__THE PROBLEM__
Print, exactly as given, each line of the data from the line containing "attempted here. The" up to and including its last line.

DATA TO PROCESS Block Start

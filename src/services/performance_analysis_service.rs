use std::collections::BTreeMap;
use std::sync::Arc;

use chrono::Utc;
use tracing::{debug, info};
use uuid::Uuid;

use crate::catalog::ExerciseCatalog;
use crate::models::{
    Adaptation, AdaptationChange, AdaptationPriority, AdaptationType, EstimatedImpact,
    ExerciseCategory, ExercisePerformance, ExperienceLevel, PerformanceMetrics, ProgramCategory,
    SessionLog, TrainingGoal, WeeklyPlan,
};
use crate::services::progression_service::ProgressionService;

/// Number of most recent completed sessions considered by the analyzer.
pub const RECENT_WINDOW: usize = 14;

/// Independent analysis pass: aggregates session history against an existing
/// plan and emits prioritized, confidence-scored adaptation suggestions.
///
/// Every rule below evaluates on its own; multiple rules may fire for the
/// same exercise or field and no reconciliation is attempted here. The
/// consumer decides what to apply.
#[derive(Debug, Clone)]
pub struct PerformanceAnalysisService {
    catalog: Arc<ExerciseCatalog>,
    recent_window: usize,
}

DATA TO PROCESS Block End

__RESULT OF THIS TASK__
/// same exercise or field and no reconciliation is attempted here. The
/// consumer decides what to apply.
#[derive(Debug, Clone)]
pub struct PerformanceAnalysisService {
    catalog: Arc<ExerciseCatalog>,
    recent_window: usize,
}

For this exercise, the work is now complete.